Dopo il mitico Bernacca era il volto più noto delle previsioni Rai

Morto Andrea Baroni, volto storico delle previsioni meteo
Si è spento Andrea Baroni, uno dei "colonnelli dell'Aeronautica" divenuti, grazie alla tv, "oracoli" delle previsioni del tempo. Subito dopo l'indimenticato Edmondo Bernacca era stato uno dei simboli del meteo Rai. Nato a Fabriano 97 anni fa, romano di adozione, conseguì il diploma di perito industriale. Nel 1990 fu insignito del grado di generale per i meriti acquisiti nella Seconda guerra mondiale. In ausilio alle truppe schierate sul fronte nord-africano, fornì supporto meteo di prim’ordine per i mezzi del tempo; nel ’41 a Tobruk, in Libia, ricevette il delicato compito di reimpiantare tutte le stazioni meteorologiche distrutte dagli Alleati nel corso dei conflitti sino a Demia, sulla via Balbia.
Rientrato in patria, fu assegnato come Ufficiale previsore meteo all’aeroporto di Istres, in Francia, dove operavano aerei sia italiani che tedeschi. Dopo l’8 settembre 1943 fu catturato dai tedeschi e internato in vari campi di prigionia nazisti in Ucraina, Polonia e Germania, per un totale di venti mesi. Il 14 marzo 1945 riuscì a fuggire dal campo di Magdeburgo e tornò a Roma a piedi, camminando per circa due mesi. Al termine del conflitto ricoprì in Aeronautica militare numerosi incarichi operativi fino al 1958, anno in cui, data anche la sua ottima conoscenza dell’inglese e del francese, assunse l’incarico di segretario della Rivista di Meteorologia Aeronautica e, successivamente, con la promozione al grado di colonnello, quello di direttore della testata, dopo una breve parentesi come capo dell’Ufficio Meteo della II Regione Aerea. Nei lunghi anni alla rivista, Baroni scrisse numerosi articoli e curò la traduzione di molti lavori stranieri.

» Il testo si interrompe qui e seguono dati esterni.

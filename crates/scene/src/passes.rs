use std::collections::BTreeSet;

use orrery_common::BodyId;

/// Explicit per-pass body membership.
///
/// The base set is what the color pass draws; the bloom set is what the glow
/// pass draws before the bright-extract. Membership is stable state queried
/// by the renderer each frame, never a camera flag rewritten per tick.
///
/// A body tagged into `base` but not `bloom` renders with no glow at all —
/// that is the intended way to keep a body out of the effect, and the quiet
/// way to lose it when tagging is forgotten. Tests pin the behavior down.
#[derive(Debug, Clone, Default, PartialEq, Eq)]
pub struct PassMembership {
    base: BTreeSet<BodyId>,
    bloom: BTreeSet<BodyId>,
}

impl PassMembership {
    pub fn new() -> Self {
        Self::default()
    }

    /// Tag a body into the base color pass.
    pub fn tag_base(&mut self, id: BodyId) {
        self.base.insert(id);
    }

    /// Tag a body into the bloom glow pass.
    pub fn tag_bloom(&mut self, id: BodyId) {
        self.bloom.insert(id);
    }

    /// Tag a body into every pass.
    pub fn tag_all(&mut self, id: BodyId) {
        self.tag_base(id);
        self.tag_bloom(id);
    }

    /// Remove a body from every pass.
    pub fn untag(&mut self, id: BodyId) {
        self.base.remove(&id);
        self.bloom.remove(&id);
    }

    pub fn in_base(&self, id: BodyId) -> bool {
        self.base.contains(&id)
    }

    pub fn in_bloom(&self, id: BodyId) -> bool {
        self.bloom.contains(&id)
    }

    /// Bodies drawn by the base color pass, in deterministic order.
    pub fn base(&self) -> &BTreeSet<BodyId> {
        &self.base
    }

    /// Bodies drawn by the glow pass, in deterministic order.
    pub fn bloom(&self) -> &BTreeSet<BodyId> {
        &self.bloom
    }
}

#[cfg(test)]
mod tests {
    use super::*;

    #[test]
    fn tagging_is_per_pass() {
        let mut passes = PassMembership::new();
        let id = BodyId::new();
        passes.tag_base(id);
        assert!(passes.in_base(id));
        assert!(!passes.in_bloom(id));
    }

    #[test]
    fn body_outside_bloom_set_gets_no_glow() {
        // The layer-mismatch hazard, stated positively: membership decides,
        // and nothing re-tags bodies behind the caller's back.
        let mut passes = PassMembership::new();
        let plain = BodyId::new();
        let glowing = BodyId::new();
        passes.tag_base(plain);
        passes.tag_all(glowing);

        assert!(passes.bloom().contains(&glowing));
        assert!(!passes.bloom().contains(&plain));
        assert!(passes.base().contains(&plain));
    }

    #[test]
    fn tagging_is_idempotent() {
        let mut passes = PassMembership::new();
        let id = BodyId::new();
        passes.tag_all(id);
        passes.tag_all(id);
        assert_eq!(passes.base().len(), 1);
        assert_eq!(passes.bloom().len(), 1);
    }

    #[test]
    fn untag_clears_both_passes() {
        let mut passes = PassMembership::new();
        let id = BodyId::new();
        passes.tag_all(id);
        passes.untag(id);
        assert!(!passes.in_base(id));
        assert!(!passes.in_bloom(id));
    }
}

Nel 1973 iniziò a condurre, ancora in servizio, la trasmissione della Rai "Che tempo fa", insieme al collega e pioniere generale Edmondo Bernacca. Il successo fu immediato, frutto della volontà dei due conduttori di far nascere nel grande pubblico televisivo l’emozione per un argomento quasi sconosciuto che andava però "raccontato" come un'arte, quella di prevedere il tempo. Concluse il suo servizio attivo nell'Aeronautica nel 1976, anno in cui si congedò per raggiunti limiti di età. Continuò a collaborare con la Rai sino alla fine del 1993. Nel 1990 fu promosso al grado di generale per aver partecipato alla Resistenza come internato militare nei campi di concentramento, come
raccontato nel libro di Annalisa Venditti "Il Cavaliere delle rose e delle nuvole".